宇部情報システム様の情報通信センターは、2000年に移転開設されて以来、NTTファシリティーズが保守管理を行ってきました。この情報通信センターでは、2005年頃から空調機の不具合が相次ぐようになりました。センター開設時に比べてIT機器の稼働も大幅に増えたことに加え、24時間365日運用へ移行したことが要因と見られましたが、空調機設置から6年でトラブルが続くようになったことは想定外でした。

そこで、日常的に保守・点検・修理を行っているNTTファシリティーズに、現況診断と改善提案を依頼することとなりました。

2006年8月にNTTファシリティーズが行った診断では、既存の空調機に経年劣化が見受けられました。これらの空調機は、センター開設時、IT機器メーカーにより設置されたもので法的耐用年数は15年ですが、24時間365日(8,760時間)運転として換算すると、3.5倍稼働の約21年使用したのと同じ状態であることがわかりました。そのため、各設備機器が物理的寿命に達しており、今後は機器故障による修理費の増加、更に性能劣化による電力使用量の増加も予測されました。また、センターの心臓部であるマシン室において、高発熱ゾーンの偏在が見受けられました。

FMACS空調機導入により
電力使用量30%削減を提案

NTTファシリティーズでは、IT機器の運用環境を安定して確保するには、高品質・高機能な床置型空調機方式(FMACS空調機)によるリニューアルを早期に行うことが必要であると判断しました。NTTファシリティーズのFMACS空調機は、年間冷房運転時の高効率制御(NTT特許)により、低消費電力で冷却能力の高い運転が可能であり、また、圧縮機及び室内送風機にインバータ制御を搭載することで、負荷に合わせた最適運転が実現できます。当社が独自に行ったシミュレーションでは、FMACS空調機を導入した際の電力使用量は、空調機では40%削減、センター全体で30%削減が可能であると算定されました。

そこで、宇部情報システム様に対して、FMACS空調機を導入するメリットについてご説明し、更新プランをご提案しました。この更新プランは、基本的にお客様のご理解を得ることができましたが、導入後に「電力使用量30%削減が本当に達成できたかどうか、検証してほしい」という課題が求められました。そして、宇部情報システム様とNTTファシリティーズによる「省エネ検討連絡会」を定期開催して、導入後1年間の電力使用量削減の推移を共同で検証することとし、正式に受注契約を行いました。

グリーンIT先進企業として
イメージアップにつながる

情報通信センターの空調機更新工事は、2008年3月から7月の期間に実施されました。そして、宇部情報システム様とNTTファシリティーズによる検証活動の結果、空調機更新による省エネルギー&コスト削減効果は、対前年度比実績としてはっきり表れました。センター全体の電力使用量は、電力会社の月次明細書を見ても、工事開始月の2008年3月に若干増加したものの、4月以降はみるみる減り続け、工事終了後の8月以降は連続で30%減となり、年間保証算定期間である2008年8月から2009年7月でも、電力使用量は30%以上削減となりました。更に、これを空調機のみの削減率で見てみると、電力使用比率から算定して、電力使用量30%削減を大きく上回る40%削減を達成したことになりました。

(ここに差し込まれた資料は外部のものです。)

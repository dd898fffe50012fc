//! Template compiler
//!
//! This module transforms template text into an Abstract Syntax Tree (AST):
//! - [`scanner`]: Character cursor with line/column tracking
//! - [`lexer`]: Tokenization (template text → tokens), split into an outer
//!   layer that finds tags and an inner layer for tag contents
//! - [`parse`]: Parser state, helpers, error types and the [`compile`] entry point
//! - [`ast`]: AST node definitions
//!
//! # Template Syntax
//!
//! - `{{ expr }}` prints an expression
//! - `{% stmt ... %}` runs statements; `if`, `while`, `list`, `rlist` and
//!   `function` open a block that is closed by `{% end %}`
//! - `{# ... #}` is a comment and is dropped by the lexer
//!
//! # Parser Implementation
//!
//! Hand-written recursive descent parser with one method per precedence level.
//! No external parser generator dependencies.

pub mod ast;
pub mod lexer;
pub mod parse;
pub mod scanner;

mod expressions;
mod statements;

pub use ast::{AstNode, Block, SourceLocation, Template};
pub use lexer::LexError;
pub use parse::{compile, compile_with, CompileError, CompileOptions, Parser, SyntaxError};
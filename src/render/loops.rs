//! Loop statement rendering (`while`, `list`, `rlist`).
//!
//! Adds `impl Renderer` methods for the loop forms. A `return` inside a loop
//! body is reported through `LoopBodyResult` so the loop driver can stop and
//! hand the value to the enclosing call.
//!
//! A `while` body renders directly in the enclosing scope so its assignments
//! can end the loop. Each `list` iteration gets a fresh scope holding the
//! loop variable and the `first`, `last` and `index` metadata; it is
//! discarded when the iteration ends.

use crate::context::value::Value;
use crate::parser::ast::{AstNode, SourceLocation};
use crate::render::engine::{ControlFlow, Renderer};
use crate::render::errors::RenderError;
use rustc_hash::FxHashMap;

/// Result returned by [`Renderer::execute_loop_body`] to signal how the body ended.
pub(crate) enum LoopBodyResult {
    /// Body completed normally; the loop should iterate again.
    Continue,
    /// `return` ran inside the body; the loop unwinds with this signal.
    Exit(ControlFlow),
}

impl Renderer<'_> {
    /// Renders `body` once, inside a scope holding `bindings` when given.
    pub(crate) fn execute_loop_body(
        &mut self,
        bindings: Option<FxHashMap<String, Value>>,
        body: &[AstNode],
        output: &mut String,
    ) -> Result<LoopBodyResult, RenderError> {
        let scoped = bindings.is_some();
        if let Some(bindings) = bindings {
            self.scopes.push_scope(bindings);
        }
        let result = self.render_block(body, output);
        if scoped {
            self.scopes.pop_scope();
        }

        match result? {
            ControlFlow::Normal => Ok(LoopBodyResult::Continue),
            flow => Ok(LoopBodyResult::Exit(flow)),
        }
    }

    /// Renders a `while condition ... end` loop.
    ///
    /// The condition is evaluated before each iteration. When
    /// [`max_loop_iterations`](crate::RenderOptions::max_loop_iterations) is
    /// set, running past it is an error.
    pub(crate) fn execute_while(
        &mut self,
        condition: &AstNode,
        body: &[AstNode],
        location: SourceLocation,
        output: &mut String,
    ) -> Result<ControlFlow, RenderError> {
        let mut iterations: usize = 0;

        while self.evaluate_expr(condition)?.is_truthy() {
            if let Some(limit) = self.options.max_loop_iterations {
                if iterations >= limit {
                    return Err(RenderError::LoopLimitExceeded { limit, location });
                }
            }
            iterations += 1;

            if let LoopBodyResult::Exit(flow) = self.execute_loop_body(None, body, output)? {
                return Ok(flow);
            }
        }

        Ok(ControlFlow::Normal)
    }

    /// Renders `list var as collection ... end`, or `rlist` when `reverse`.
    ///
    /// An absent collection renders nothing; any other non-list is a type error.
    pub(crate) fn execute_list(
        &mut self,
        var: &str,
        collection: &[String],
        reverse: bool,
        body: &[AstNode],
        location: SourceLocation,
        output: &mut String,
    ) -> Result<ControlFlow, RenderError> {
        let value = self.scopes.lookup(collection);
        if value.is_absent() {
            tracing::trace!(collection = %collection.join("."), "iterating absent collection");
            return Ok(ControlFlow::Normal);
        }
        let Some(items) = value.as_list() else {
            return Err(RenderError::type_error(
                format!(
                    "cannot iterate over '{}', a {}",
                    collection.join("."),
                    value.type_name()
                ),
                location,
            ));
        };
        let mut items = items.to_vec();
        if reverse {
            items.reverse();
        }

        let len = items.len();
        for (index, item) in items.into_iter().enumerate() {
            let mut bindings = FxHashMap::default();
            bindings.insert("first".to_string(), Value::Boolean(index == 0));
            bindings.insert("last".to_string(), Value::Boolean(index + 1 == len));
            bindings.insert("index".to_string(), Value::from(index));
            // The loop variable wins over metadata of the same name
            bindings.insert(var.to_string(), item);

            if let LoopBodyResult::Exit(flow) =
                self.execute_loop_body(Some(bindings), body, output)?
            {
                return Ok(flow);
            }
        }

        Ok(ControlFlow::Normal)
    }
}

#[cfg(test)]
mod tests {
    use crate::context::{Context, Value};
    use crate::loader::MemoryLoader;
    use crate::parser::parse::compile;
    use crate::render::engine::{RenderOptions, Renderer};
    use crate::render::errors::{ErrorKind, RenderError};

    fn render_with(source: &str, context: &mut Context) -> Result<String, RenderError> {
        let template = compile(source).unwrap();
        let loader = MemoryLoader::new();
        Renderer::new(context, &loader).render(&template)
    }

    fn pages() -> Context {
        let pages: Vec<Value> = ["a", "b", "c"]
            .into_iter()
            .map(|title| [("title", title)].into_iter().collect())
            .collect();
        [("pages", pages)].into_iter().collect()
    }

    #[test]
    fn test_list_and_rlist_order() {
        let mut context = pages();
        assert_eq!(
            render_with("{% list p as pages %}{{ p.title }}{% end %}", &mut context).unwrap(),
            "abc"
        );
        assert_eq!(
            render_with("{% rlist p as pages %}{{ p.title }}{% end %}", &mut context).unwrap(),
            "cba"
        );
    }

    #[test]
    fn test_loop_metadata() {
        let mut context = pages();
        let source = "{% list p as pages %}{% if first %}[{% end %}{{ index }}{{ p.title }}\
                      {% if last %}]{% else %},{% end %}{% end %}";
        assert_eq!(render_with(source, &mut context).unwrap(), "[0a,1b,2c]");
        assert!(context.get("first").is_none());
        assert!(context.get("p").is_none());
    }

    #[test]
    fn test_rlist_metadata_follows_iteration_order() {
        let mut context = pages();
        let source = "{% rlist p as pages %}{% if first %}{{ p.title }}{% end %}{% end %}";
        assert_eq!(render_with(source, &mut context).unwrap(), "c");
    }

    #[test]
    fn test_absent_and_invalid_collections() {
        let mut context: Context = [("n", 3)].into_iter().collect();
        assert_eq!(
            render_with("{% list x as missing %}{{ x }}{% end %}", &mut context).unwrap(),
            ""
        );
        let err = render_with("{% list x as n %}{% end %}", &mut context).unwrap_err();
        assert_eq!(err.kind(), ErrorKind::Type);
    }

    #[test]
    fn test_loop_scope_is_discarded() {
        let mut context: Context = [("items", vec![1, 2])].into_iter().collect();
        context.insert("total", 0);
        let source = "{% list i as items %}{% total = total + i %}{{ total }}{% end %}|{{ total }}";
        assert_eq!(render_with(source, &mut context).unwrap(), "12|0");
        assert_eq!(context.get("total"), Some(&Value::Integer(0)));
    }

    #[test]
    fn test_while_counts() {
        let mut context = Context::new();
        let source = "{% i = 0 %}{% while i < 3 %}{{ i }}{% i = i + 1 %}{% end %}";
        assert_eq!(render_with(source, &mut context).unwrap(), "012");
        assert_eq!(context.get("i"), Some(&Value::Integer(3)));
    }

    #[test]
    fn test_while_limit() {
        let template = compile("{% while true %}x{% end %}").unwrap();
        let mut context = Context::new();
        let loader = MemoryLoader::new();
        let err = Renderer::new(&mut context, &loader)
            .with_options(RenderOptions::default().with_max_loop_iterations(Some(5)))
            .render(&template)
            .unwrap_err();
        assert!(matches!(err, RenderError::LoopLimitExceeded { limit: 5, .. }));
        assert_eq!(err.kind(), ErrorKind::Limit);
    }

    #[test]
    fn test_return_inside_loop_stops_the_call() {
        let mut context: Context = [("items", vec![4, 7, 9])].into_iter().collect();
        let source = "{% function first_odd(xs) %}{% list x as xs %}{% if x % 2 == 1 %}\
                      {% return x %}{% end %}{% end %}{% return 0 %}{% end %}{{ first_odd(items) }}";
        assert_eq!(render_with(source, &mut context).unwrap(), "7");
    }
}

この電力使用比率の推移グラフは、宇部情報システム様が2008年3月以降、毎週月曜日に定時記録したデータをもとに作られたもので、空調機のみの削減率を把握する上で大変重要な資料となりました。

2009年5月には「グリーンIT EXPO」において、宇部情報システム様が省エネ空調機導入事例について講演を行われました。また、12月には「データセンター・サーバルーム空調電力30%削減セミナー」において、同じく講演を行われました。更に、企業向けIT情報サイト「キーマンズネット」にも、今回の省エネ空調機導入事例が詳しく紹介され、ウェブからのお問い合わせも多数寄せられました。

NTTファシリティーズにとっては、NTT通信機械室の空調を通して磨き上げた冷却ソリューションをアピールする絶好の事例となりましたが、同時に宇部情報システム様にとっても、グリーンITの先進企業としてのイメージアップにつながったとお喜びいただくことができました。

宇部港沿岸の工場群
写真提供:国土交通省・宇部港湾事務所
既設空調機撤去 MACSⅤ-4架台気流ガイド取付 ケーブルラック工事
MACSⅤ室内機搬入 MACSⅤ室外機据付作業 二重床内 防水堤取り付け 空調制御盤 改造後
ケーブルラック完成 MACSⅤ-1冷媒管行先表示取付後 湿度制御センサー、湿度センサー、多点温度センサー取付後
電力使用量
※図をクリックすると、拡大表示でご覧になれます。
電力使用比率
※図をクリックすると、拡大表示でご覧になれます。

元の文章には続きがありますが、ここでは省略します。